Betti Marenko compared the visual culture of eighteenth-century automata and contemporary Android devices - both actors in what she describes as an imaginative material genealogy of technology. Whether they are mechanical or digital, Marenko noted, these devices provoke questions about both the artificiality of life and the intelligence of machines. Phil Jones focused on how design artefacts enable human thought and action. He based his ideas upon George Lakoff and Mark Johnson's 'embodied realism', in which our bodies mediate the production of meaning. Visual culture, this time in relation to fashion, the body, and design, was addressed by Claire Pajaczkowska, who gave an engaging talk about the semiotics of ripped jeans. She asked: What kind of thing is a hole? What is its function? We heard how, in the past, holes in fabric could symbolise conspicuous consumption, and how, today, they can suggest a type of shared experience in which simulation and authenticity are merged - and even indistinguishable from each other.

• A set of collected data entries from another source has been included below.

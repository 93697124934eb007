//! Engineering-notation numbers.
//!
//! Values may carry one SI suffix character:
//!
//! ```text
//! a  f   p   n  u  m  K  M  G  T   P   E
//! -18 -15 -12 -9 -6 -3 +3 +6 +9 +12 +15 +18
//! ```
//!
//! `k` is accepted for kilo and `Meg`/`MEG`/`meg` for mega (SPICE spelling).
//! Suffixes are case-sensitive otherwise: `m` is milli, `M` is mega.

use nom::branch::alt;
use nom::bytes::complete::{tag, tag_no_case};
use nom::character::complete::{digit0, digit1, one_of, satisfy};
use nom::combinator::{map, not, opt, peek, recognize};
use nom::IResult;
use nom::Parser;

const SUFFIXES: &str = "afpnum.KMGTPE";

/// Exponent (power of ten) for an engineering suffix character.
fn suffix_exponent(c: char) -> Option<i32> {
    let c = if c == 'k' { 'K' } else { c };
    SUFFIXES
        .find(c)
        .filter(|_| c != '.')
        .map(|p| (p as i32 - 6) * 3)
}

/// Convert an engineering-notation string to a number.
///
/// Returns `NaN` for anything that cannot be parsed.
pub fn eng2num(text: &str) -> f64 {
    let text = text.trim();
    if text.is_empty() {
        return f64::NAN;
    }
    let text = text.replace("Meg", "M").replace("MEG", "M").replace("meg", "M");

    let Some(last) = text.chars().last() else {
        return f64::NAN;
    };
    if last.is_ascii_digit() {
        return text.parse::<f64>().unwrap_or(f64::NAN);
    }

    let mantissa = &text[..text.len() - last.len_utf8()];
    let exponent = if last == '.' { Some(0) } else { suffix_exponent(last) };
    match (exponent, mantissa.parse::<f64>()) {
        (Some(p), Ok(v)) => v * 10f64.powi(p),
        _ => f64::NAN,
    }
}

/// Format a number in engineering notation with 5 significant digits.
pub fn num2eng(n: f64) -> String {
    num2eng_digits(n, 5)
}

/// Format a number in engineering notation with `ndigits` significant digits.
pub fn num2eng_digits(n: f64, ndigits: usize) -> String {
    if n.is_nan() {
        return "NaN".into();
    }
    if n == 0.0 {
        return "0".into();
    }
    if n.is_infinite() {
        return if n > 0.0 { "inf".into() } else { "-inf".into() };
    }

    let l = (n.abs().log10() / 3.0).floor() as i32;
    if l == 0 {
        return format_general(n, ndigits);
    }
    let l = l.clamp(-6, 6);
    let suffix = SUFFIXES.as_bytes()[(l + 6) as usize] as char;
    format!("{}{}", format_general(n / 1000f64.powi(l), ndigits), suffix)
}

/// `%g`-style formatting: `digits` significant digits, trailing zeros removed,
/// scientific notation only for very large or small magnitudes.
fn format_general(v: f64, digits: usize) -> String {
    let digits = digits.max(1);
    let sci = format!("{:.*e}", digits - 1, v);
    let Some((mantissa, exp)) = sci.split_once('e') else {
        return sci;
    };
    let exp: i32 = exp.parse().unwrap_or(0);
    if exp < -4 || exp >= digits as i32 {
        let sign = if exp < 0 { '-' } else { '+' };
        format!("{}e{}{:02}", trim_fraction(mantissa), sign, exp.abs())
    } else {
        let decimals = (digits as i32 - 1 - exp).max(0) as usize;
        trim_fraction(&format!("{:.*}", decimals, v))
    }
}

fn trim_fraction(s: &str) -> String {
    if s.contains('.') {
        s.trim_end_matches('0').trim_end_matches('.').to_string()
    } else {
        s.to_string()
    }
}

// ---------------------------------------------------------------------------
// nom combinators, shared by the expression parser
// ---------------------------------------------------------------------------

/// Unsigned decimal literal: `12`, `1.5`, `.5`, `2.`, `1e-3`.
fn unsigned_float(input: &str) -> IResult<&str, &str> {
    recognize((
        alt((recognize((digit1, opt((tag("."), digit0)))), recognize((tag("."), digit1)))),
        opt((one_of("eE"), opt(one_of("+-")), digit1)),
    ))
    .parse(input)
}

/// Match an engineering suffix and return its multiplier.
fn eng_suffix(input: &str) -> IResult<&str, f64> {
    // Meg must come before M/m; a suffix may not run into an identifier.
    let (rest, exp) = alt((
        map(tag_no_case("MEG"), |_: &str| 6),
        map(one_of("afpnumkKMGTPE"), |c: char| suffix_exponent(c).unwrap_or(0)),
    ))
    .parse(input)?;
    let (rest, _) = not(peek(satisfy(|c: char| c.is_alphanumeric() || c == '_'))).parse(rest)?;
    Ok((rest, 10f64.powi(exp)))
}

/// Parse an unsigned numeric literal with optional engineering suffix.
pub fn eng_value(input: &str) -> IResult<&str, f64> {
    let (rest, digits) = unsigned_float(input)?;
    let (rest, multiplier) = opt(eng_suffix).parse(rest)?;
    let value = digits.parse::<f64>().map_err(|_| {
        nom::Err::Error(nom::error::Error::new(input, nom::error::ErrorKind::Float))
    })?;
    Ok((rest, value * multiplier.unwrap_or(1.0)))
}

#[cfg(test)]
mod tests {
    use super::*;
    use approx::assert_relative_eq;

    #[test]
    fn test_eng2num_plain() {
        assert_eq!(eng2num("42"), 42.0);
        assert_eq!(eng2num("-3.5"), -3.5);
        assert_eq!(eng2num("1e-3"), 1e-3);
    }

    #[test]
    fn test_eng2num_suffixes() {
        assert_relative_eq!(eng2num("5M"), 5e6, max_relative = 1e-12);
        assert_relative_eq!(eng2num("5m"), 5e-3, max_relative = 1e-12);
        assert_relative_eq!(eng2num("10p"), 10e-12, max_relative = 1e-12);
        assert_relative_eq!(eng2num("4.7k"), 4700.0, max_relative = 1e-12);
        assert_relative_eq!(eng2num("4.7K"), 4700.0, max_relative = 1e-12);
        assert_relative_eq!(eng2num("2u"), 2e-6, max_relative = 1e-12);
        assert_relative_eq!(eng2num("3a"), 3e-18, max_relative = 1e-12);
        assert_relative_eq!(eng2num("1E"), 1e18, max_relative = 1e-12);
        assert_relative_eq!(eng2num("1Meg"), 1e6, max_relative = 1e-12);
        assert_relative_eq!(eng2num("2.2MEG"), 2.2e6, max_relative = 1e-12);
    }

    #[test]
    fn test_eng2num_invalid_is_nan() {
        assert!(eng2num("").is_nan());
        assert!(eng2num("abc").is_nan());
        assert!(eng2num("10x").is_nan());
        assert!(eng2num("K").is_nan());
        assert!(eng2num("1.2.3").is_nan());
    }

    #[test]
    fn test_num2eng_format() {
        assert_eq!(num2eng(0.0), "0");
        assert_eq!(num2eng(f64::NAN), "NaN");
        assert_eq!(num2eng(4700.0), "4.7K");
        assert_eq!(num2eng(5e6), "5M");
        assert_eq!(num2eng(10e-12), "10p");
        assert_eq!(num2eng(123.0), "123");
        assert_eq!(num2eng(1.0 / 3.0), "333.33m");
        assert_eq!(num2eng(-2.5e-9), "-2.5n");
    }

    #[test]
    fn test_round_trip_all_suffixes() {
        for exp in -18..=18 {
            for mantissa in [1.0, 1.234567891234, 9.87654321, 47.0, 330.5] {
                let x = mantissa * 10f64.powi(exp);
                let back = eng2num(&num2eng_digits(x, 15));
                assert_relative_eq!(back, x, max_relative = 1e-9);
            }
        }
    }

    #[test]
    fn test_eng_value_combinator() {
        let (rest, v) = eng_value("10p)").unwrap();
        assert_eq!(rest, ")");
        assert_relative_eq!(v, 10e-12, max_relative = 1e-12);

        let (rest, v) = eng_value("2*C1").unwrap();
        assert_eq!(rest, "*C1");
        assert_eq!(v, 2.0);

        let (_, v) = eng_value("1meg").unwrap();
        assert_relative_eq!(v, 1e6, max_relative = 1e-12);

        let (_, v) = eng_value("1.5e3").unwrap();
        assert_relative_eq!(v, 1500.0, max_relative = 1e-12);
    }

    #[test]
    fn test_eng_value_suffix_not_identifier() {
        // "2mx" is not 2 milli followed by x
        let (rest, v) = eng_value("2mx").unwrap();
        assert_eq!(v, 2.0);
        assert_eq!(rest, "mx");
    }
}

Yes, objects are complex, complicated affairs...they can be evocative, recalcitrant, liminal, vibrant, with propensities, agency, and attractive powers of their own. They are, after all, the non-human actors that we create and with which we interact, and all of them are products of design, whether we realise it or not. Have you ever considered, for instance, the impact of government policy? Sarah Teasley drew our attention precisely to this. She considered twentieth-century Japan's industrial policy in order to highlight the intangibility of the object 'policy' as a designed artefact that affects people. Policy goes on designing in the world as much as the tangible objects it legislates.

Questions about the functionality of objects ensued, instigating more lively conversation. What happens when an object 'shifts' its functionality, or acquires a functionality that is different from the intentions of its designer? Adam Drazin showed a range of DIY practices that, by re-orienting design scripts in bottom-up and often vernacular ways, offered fascinating examples of user appropriation. Design is effectively a force that can transcend the boundaries of industry, professional bodies and academia.

We were privileged to have, alongside a stellar range of speakers, two exceptional respondents - Lina Hakim (Kingston University) and Joe Moshenska (Oxford University) who commented with verve and insight, respectively, on the morning and the afternoon panel. Both Lina and Joe did a wonderful job of connecting rich, erudite, and eclectic presentations, finding intriguing trait d'union among the themes presented and posing equally stimulating questions.

If the worth of a symposium can be measured by the vitality and vibrancy of the discussion that follows the presentations, then Design and Theories of Things was undoubtedly a fantastic success!